Wednesday, November 14, 2007

Just jammin’

Just jammin’

C.K. MEENA

Debate It takes little to stir up a jam these days: a swearing-in ceremony, a farmers’ protest march, or even a solitary vehicle that breaks down in a strategic spot

Photo: K. Gopinathan

Grid lock When will the flying car get off the drawing board?

It’s raining jam, haven’t you noticed? In the past fortnight, traffic jams have smothered the city streets and left road-users gasping and clinging on to their cellphones and sanity by their fingernails. Someone I know took two hours to g et from Dickenson Road to Infantry Road. A single kilometre. Historic is the word that comes to mind.

It takes little to stir up a jam these days: a swearing-in ceremony, a farmers’ protest march, or even a solitary vehicle that breaks down in a strategic spot. Ah for the good old days when the only cause of a traffic block was a visiting head of state bound for the Raj Bhavan! Some recent jams were a premium brand, costly in terms of time squandered. The manufacturers: competing politicians (“My rally is bigger than yours”) followed by a long weekend when too many Bangaloreans decided to rush out of town all at the same time. Forget “premium”, we’ve been treated to “regular” for quite a while. Weekend shoppers, joined by workers on the Metro who have sliced the width of M.G. Road by half, have plunged into the jam-making business in right earnest.

The weekend culture has gradually come to stay in Bangalore. I remember, a couple of years ago, a BMTC driver growling “Saturday special” to the conductor as he inched forward on the stretch of Airport Road that led to Richmond Road. “I thought the rush was only in the M.G. Road-Brigade Road area,” he complained. “Illi koode band-bittide, appa.” I began to encounter autodrivers who refused to go towards the central shopping zone on Saturday afternoons. One driver told me, “Everyone is shopping. I don’t know what they are shopping so much for.” A parking attendant on Church Street, who wedged a young man’s bike into a non-existent space, grumbled, “Friday and Saturday, always like this.” It’s not unusual to hear of traffic jams at midnight in these parts.

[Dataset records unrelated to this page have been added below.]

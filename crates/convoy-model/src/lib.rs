//! Plain data types shared by the convoy crates.
//!
//! Nothing here performs I/O except [`Workspace::load`]; scheduling and aggregation live in `convoy-core`.

mod error;
pub use error::ModelError;

mod domain;
pub use domain::*;

mod kind;
pub use kind::TaskSpec;

mod request;
pub use request::{BatchRequest, InlineTaskInput, TargetSpecInput};

mod workspace;
pub use workspace::{Project, ResolvedTarget, TargetDefinition, Workspace};

pub use serde_json::Value;
use time::{UtcOffset, format_description::well_known::Rfc3339};
use tracing::Subscriber;
use tracing_subscriber::{
    EnvFilter, fmt, fmt::time::OffsetTime, layer::SubscriberExt, util::SubscriberInitExt,
};

use crate::logger::{config::LoggerConfig, error::LoggerError};

pub struct Logger;

impl Logger {
    pub fn text(cfg: &LoggerConfig) -> Result<(), LoggerError> {
        let filter = mk_filter(&cfg.level)?;
        let fmt_layer = fmt::layer()
            .with_writer(std::io::stderr)
            .with_ansi(cfg.use_color)
            .with_target(cfg.with_targets)
            .with_timer(mk_timer());

        let subscriber = tracing_subscriber::registry().with(filter).with(fmt_layer);
        init_with(subscriber)
    }

    pub fn json(cfg: &LoggerConfig) -> Result<(), LoggerError> {
        let filter = mk_filter(&cfg.level)?;
        let fmt_layer = fmt::layer()
            .json()
            .with_current_span(true)
            .with_writer(std::io::stderr)
            .with_ansi(false)
            .with_target(cfg.with_targets)
            .with_timer(mk_timer());

        let subscriber = tracing_subscriber::registry().with(filter).with(fmt_layer);
        init_with(subscriber)
    }

    pub fn journald(cfg: &LoggerConfig) -> Result<(), LoggerError> {
        let filter = mk_filter(&cfg.level)?;
        mk_journald(filter)
    }
}

fn mk_filter(level: &str) -> Result<EnvFilter, LoggerError> {
    EnvFilter::try_new(level).map_err(|_| LoggerError::InvalidLogLevel(level.to_string()))
}

/// RFC 3339 timestamps in the local offset; UTC when the offset can't be determined.
fn mk_timer() -> OffsetTime<Rfc3339> {
    let offset = UtcOffset::current_local_offset().unwrap_or(UtcOffset::UTC);
    OffsetTime::new(offset, Rfc3339)
}

fn init_with<S>(subscriber: S) -> Result<(), LoggerError>
where
    S: Subscriber + Send + Sync + 'static,
{
    subscriber.try_init().map_err(|e| {
        if tracing::dispatcher::has_been_set() {
            LoggerError::AlreadyInitialized
        } else {
            LoggerError::InitializationFailed(e.to_string())
        }
    })
}

#[cfg(all(target_os = "linux", feature = "journald"))]
fn mk_journald(filter: EnvFilter) -> Result<(), LoggerError> {
    let journald = tracing_journald::layer()
        .map_err(|e| LoggerError::InitializationFailed(format!("journald: {e}")))?
        .with_syslog_identifier("convoy".to_string());
    let subscriber = tracing_subscriber::registry().with(filter).with(journald);
    init_with(subscriber)
}

#[cfg(not(all(target_os = "linux", feature = "journald")))]
fn mk_journald(_filter: EnvFilter) -> Result<(), LoggerError> {
    Err(LoggerError::JournaldNotSupported)
}

#[cfg(test)]
mod tests {
    use super::*;

    #[test]
    fn filter_accepts_directives() {
        assert!(mk_filter("info").is_ok());
        assert!(mk_filter("convoy_core=debug,warn").is_ok());
    }

    #[test]
    fn filter_rejects_garbage() {
        assert!(matches!(
            mk_filter("convoy_core=loud"),
            Err(LoggerError::InvalidLogLevel(_))
        ));
    }

    #[test]
    fn second_init_fails() {
        let cfg = LoggerConfig::default().with_level("warn");
        let first = Logger::text(&cfg);
        let second = Logger::text(&cfg);
        assert!(first.is_ok() || matches!(first, Err(LoggerError::AlreadyInitialized)));
        assert!(matches!(second, Err(LoggerError::AlreadyInitialized)));
    }
}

This is when you begin to wish that the inventors of the flying car would step on it. Engineers in the west are already working on the prototype – I kid you not – of a car that can leapfrog over stationary vehicles when required. Until it moves from drawing board to factory we’ll have to settle for the next best thing: helicopters. Once the preserve of politicians and other high-fliers, the chopper, we hear, may be used to ferry passengers to the new Devanahalli airport if our roads remain what they are.

Choose public transport over private – we’ve all heard the mantra. Unfortunately, cars and their owners stick together more closely than Siamese twins. The BMTC, in a burst of wild optimism, is trying to prise them apart by starting a Mall Special service – a fleet of blue buses with the names of the major malls painted on the sides in English and Kannada. Somehow one fails to visualise mall-hoppers balancing shopping bags on arms and shoulders and staggering into buses. It’s more likely that they would take the lift to the car park in the basement. Who, then, is the Mall Special meant for? Window shoppers, perhaps.

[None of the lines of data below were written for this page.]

use std::collections::BTreeMap;

use serde::{Deserialize, Serialize, de::DeserializeOwned};
use serde_json::Value;

use crate::ModelError;

/// Option bag passed to a builder (target options, configuration overrides, inline task options).
///
/// Keys are ordered so that logs and serialized output are stable.
/// A missing bag deserializes as an empty one when fields are marked `#[serde(default)]`.
#[derive(Debug, Clone, Default, PartialEq, Serialize, Deserialize)]
#[serde(transparent)]
pub struct Options(BTreeMap<String, Value>);

impl Options {
    /// Create an empty option bag.
    pub fn new() -> Self {
        Self(BTreeMap::new())
    }

    pub fn len(&self) -> usize {
        self.0.len()
    }

    pub fn is_empty(&self) -> bool {
        self.0.is_empty()
    }

    pub fn get(&self, key: &str) -> Option<&Value> {
        self.0.get(key)
    }

    /// Insert a value, replacing any previous value for the key.
    pub fn insert<K, V>(&mut self, key: K, value: V) -> Option<Value>
    where
        K: Into<String>,
        V: Into<Value>,
    {
        self.0.insert(key.into(), value.into())
    }

    /// Builder-style [`Options::insert`].
    pub fn with<K, V>(mut self, key: K, value: V) -> Self
    where
        K: Into<String>,
        V: Into<Value>,
    {
        self.insert(key, value);
        self
    }

    pub fn iter(&self) -> impl Iterator<Item = (&String, &Value)> {
        self.0.iter()
    }

    /// Overlay `other` on top of `self`.
    ///
    /// Shallow: a key present in `other` replaces the whole value in `self`, nested objects are not merged.
    pub fn merge(&mut self, other: &Options) {
        for (k, v) in &other.0 {
            self.0.insert(k.clone(), v.clone());
        }
    }

    /// Copying variant of [`Options::merge`].
    pub fn merged(&self, other: &Options) -> Options {
        let mut out = self.clone();
        out.merge(other);
        out
    }

    /// Deserialize the bag into a typed option schema.
    pub fn to_typed<T: DeserializeOwned>(&self) -> Result<T, ModelError> {
        let value = Value::Object(self.0.clone().into_iter().collect());
        serde_json::from_value(value).map_err(|e| ModelError::InvalidOptions(e.to_string()))
    }

    /// Build a bag from a JSON value. `null` is treated as empty, anything else but an object is rejected.
    pub fn from_value(value: Value) -> Result<Self, ModelError> {
        match value {
            Value::Null => Ok(Self::new()),
            Value::Object(map) => Ok(Self(map.into_iter().collect())),
            other => Err(ModelError::InvalidOptions(format!(
                "expected an object, got {other}"
            ))),
        }
    }
}

impl FromIterator<(String, Value)> for Options {
    fn from_iter<I: IntoIterator<Item = (String, Value)>>(iter: I) -> Self {
        Self(iter.into_iter().collect())
    }
}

But the jam that comprises the most mysterious ingredients, according to me, is the one caused by rain. Someone please explain to me the logical connection between traffic jams and inclement weather. The roads don’t shrink when exposed to water like cheap fabric in the wash. Their width is the same before and after. People don’t rush out into the streets in their vehicles the moment the first drops fall to the ground, no, they don’t. Therefore, the amount of traffic remains the same as well. You might tell me that everyone slows down so as not to skid or cause accidents. Well then, we should still be moving, however slowly, and not remaining static, bumper-to-bumper. Flooded roads used to be cited as a reason, but even after improved drainage, traffic still freezes. Oh, vehicles get detained at the traffic lights, I see. Fewer drivers pass through the green when it appears and they encounter red three times or more before they cross the signal. Hmm. I don’t know whether that’s a convincing enough explanation.

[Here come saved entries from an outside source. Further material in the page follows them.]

//! Fan-out / fan-in engine that turns a batch of specs into one verdict.
//!
//! A run is a lazy stream: nothing is scheduled until it is polled, and dropping it releases every pending
//! scheduling request and every obtained handle (which cancels the underlying work).

use std::{mem, sync::Arc};

use convoy_model::{AggregateVerdict, BatchRequest, TaskSpec};
use futures::{
    FutureExt, StreamExt,
    future::{self, BoxFuture},
    stream::{self, BoxStream, FuturesUnordered, SelectAll},
};
use tracing::{Instrument, Span, debug, info, info_span, trace, warn};
use uuid::Uuid;

use crate::{
    aggregator::ResultAggregator,
    error::{CoreError, SchedulerError},
    handle::{ResultEvent, TaskHandle},
    progress::{NoopReporter, ProgressReporter, report_quietly},
    scheduler::Scheduler,
};

mod config;
pub use config::{ChannelErrorPolicy, OrchestratorConfig};

/// Stream returned by [`Orchestrator::run`].
///
/// Yields at most one item unless [`OrchestratorConfig::watch`] is set.
pub type VerdictStream = BoxStream<'static, Result<AggregateVerdict, CoreError>>;

type Scheduled = BoxFuture<'static, (usize, Result<TaskHandle, SchedulerError>)>;
type Indexed = BoxStream<'static, (usize, ResultEvent)>;

pub struct Orchestrator {
    scheduler: Arc<dyn Scheduler>,
    reporter: Arc<dyn ProgressReporter>,
    config: OrchestratorConfig,
}

impl Orchestrator {
    pub fn new(scheduler: Arc<dyn Scheduler>) -> Self {
        Self {
            scheduler,
            reporter: Arc::new(NoopReporter),
            config: OrchestratorConfig::default(),
        }
    }

    pub fn with_reporter(mut self, reporter: Arc<dyn ProgressReporter>) -> Self {
        self.reporter = reporter;
        self
    }

    pub fn with_config(mut self, config: OrchestratorConfig) -> Self {
        self.config = config;
        self
    }

    pub fn config(&self) -> &OrchestratorConfig {
        &self.config
    }

    /// Run `specs`; the index of each spec in the vector identifies its slot.
    pub fn run(&self, specs: Vec<TaskSpec>) -> VerdictStream {
        let run = Run::new(
            specs,
            Arc::clone(&self.scheduler),
            Arc::clone(&self.reporter),
            self.config.clone(),
        );
        stream::unfold(run, |mut run| async move {
            let span = run.span.clone();
            let item = run.next_verdict().instrument(span).await?;
            Some((item, run))
        })
        .boxed()
    }

    /// Parse a raw request and run it. A malformed request yields a single error item.
    pub fn run_batch(&self, request: BatchRequest) -> VerdictStream {
        match request.into_specs() {
            Ok(specs) => self.run(specs),
            Err(e) => stream::once(future::ready(Err(CoreError::from(e)))).boxed(),
        }
    }

    /// Drive a run to its first verdict. `Ok(None)` means every channel closed before all tasks reported.
    pub async fn run_to_verdict(
        &self,
        specs: Vec<TaskSpec>,
    ) -> Result<Option<AggregateVerdict>, CoreError> {
        self.run(specs).next().await.transpose()
    }
}

#[derive(Debug, Clone, Copy, PartialEq, Eq)]
enum Phase {
    Idle,
    Running,
    Finished,
}

/// State of one run; owned by its stream and only touched from there.
struct Run {
    specs: Vec<TaskSpec>,
    scheduler: Arc<dyn Scheduler>,
    reporter: Arc<dyn ProgressReporter>,
    config: OrchestratorConfig,
    aggregator: ResultAggregator,
    requests: FuturesUnordered<Scheduled>,
    channels: SelectAll<Indexed>,
    phase: Phase,
    span: Span,
}

impl Run {
    fn new(
        specs: Vec<TaskSpec>,
        scheduler: Arc<dyn Scheduler>,
        reporter: Arc<dyn ProgressReporter>,
        config: OrchestratorConfig,
    ) -> Self {
        let total = specs.len();
        let span = info_span!("run", id = %Uuid::new_v4(), total);
        Self {
            specs,
            scheduler,
            reporter,
            config,
            aggregator: ResultAggregator::new(total),
            requests: FuturesUnordered::new(),
            channels: SelectAll::new(),
            phase: Phase::Idle,
            span,
        }
    }

    async fn next_verdict(&mut self) -> Option<Result<AggregateVerdict, CoreError>> {
        match self.phase {
            Phase::Finished => return None,
            Phase::Idle => {
                if let Some(verdict) = self.start() {
                    return Some(Ok(verdict));
                }
            }
            Phase::Running => {}
        }

        loop {
            tokio::select! {
                Some((index, scheduled)) = self.requests.next(), if !self.requests.is_empty() => {
                    match scheduled {
                        Ok(handle) => {
                            debug!(index, "task scheduled");
                            self.channels.push(handle.map(move |event| (index, event)).boxed());
                        }
                        Err(source) => {
                            warn!(index, error = %source, "scheduling failed; aborting run");
                            self.finish();
                            return Some(Err(CoreError::Scheduling { index, source }));
                        }
                    }
                }
                Some((index, event)) = self.channels.next(), if !self.channels.is_empty() => {
                    if let Some(item) = self.on_event(index, event) {
                        return Some(item);
                    }
                }
                else => {
                    if !self.aggregator.is_complete() {
                        warn!(
                            progress = %self.aggregator.progress(),
                            "every result channel closed before all tasks reported"
                        );
                    }
                    debug!("run drained");
                    self.finish();
                    return None;
                }
            }
        }
    }

    /// Report the initial tick and fan out every scheduling request.
    ///
    /// Returns the verdict right away for an empty batch.
    fn start(&mut self) -> Option<AggregateVerdict> {
        info!("run started");
        report_quietly(self.reporter.as_ref(), self.aggregator.progress());

        if self.aggregator.total() == 0 {
            self.phase = Phase::Finished;
            return self.aggregator.verdict();
        }

        for (index, spec) in mem::take(&mut self.specs).into_iter().enumerate() {
            trace!(index, kind = spec.kind(), task = %spec.label(), "requesting handle");
            let scheduler = Arc::clone(&self.scheduler);
            self.requests.push(
                async move {
                    let scheduled = scheduler.schedule(&spec).await;
                    (index, scheduled)
                }
                .boxed(),
            );
        }
        self.phase = Phase::Running;
        None
    }

    fn on_event(
        &mut self,
        index: usize,
        event: ResultEvent,
    ) -> Option<Result<AggregateVerdict, CoreError>> {
        match event {
            Ok(result) => {
                trace!(index, success = result.success, "result received");
                self.aggregator.record(index, result);
                report_quietly(self.reporter.as_ref(), self.aggregator.progress());

                let verdict = self.aggregator.verdict()?;
                info!(success = verdict.success, "all tasks reported");
                if !self.config.watch {
                    self.finish();
                }
                Some(Ok(verdict))
            }
            Err(source) => match self.config.channel_errors {
                ChannelErrorPolicy::Abort => {
                    warn!(index, error = %source, "result channel failed; aborting run");
                    self.finish();
                    Some(Err(CoreError::Channel { index, source }))
                }
                ChannelErrorPolicy::KeepPending => {
                    warn!(index, error = %source, "result channel failed; slot keeps its state");
                    None
                }
            },
        }
    }

    /// Stop the run, dropping (and thereby cancelling) every outstanding request and handle.
    fn finish(&mut self) {
        self.phase = Phase::Finished;
        self.requests = FuturesUnordered::new();
        self.channels = SelectAll::new();
    }
}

It is nearly 10 p.m. and raining. Our bus waits wearily near Ulsoor Lake. Tired eyes, yawning faces. The driver switches on an FM channel which abruptly bangs out a 50-year-old song. The rock’n’roll beat of “Mera Naam Chin-Chin Chu” at top volume wakes up the passengers like an electric shock applied to their backsides. Traffic is chockablock but the gay abandon of the merry singer is enough to ease tension all around. A man behind me begins to sing under his breath and drum his fingers on the back of my seat. Maybe he can picture Helen dancing.

“Hello mister, how do you do?” The bus creeps forward. A more appropriate number comes to my mind, one by Bob Marley. “We’re jammin’, jammin’. I hope you like jammin’ too.” Er, not exactly.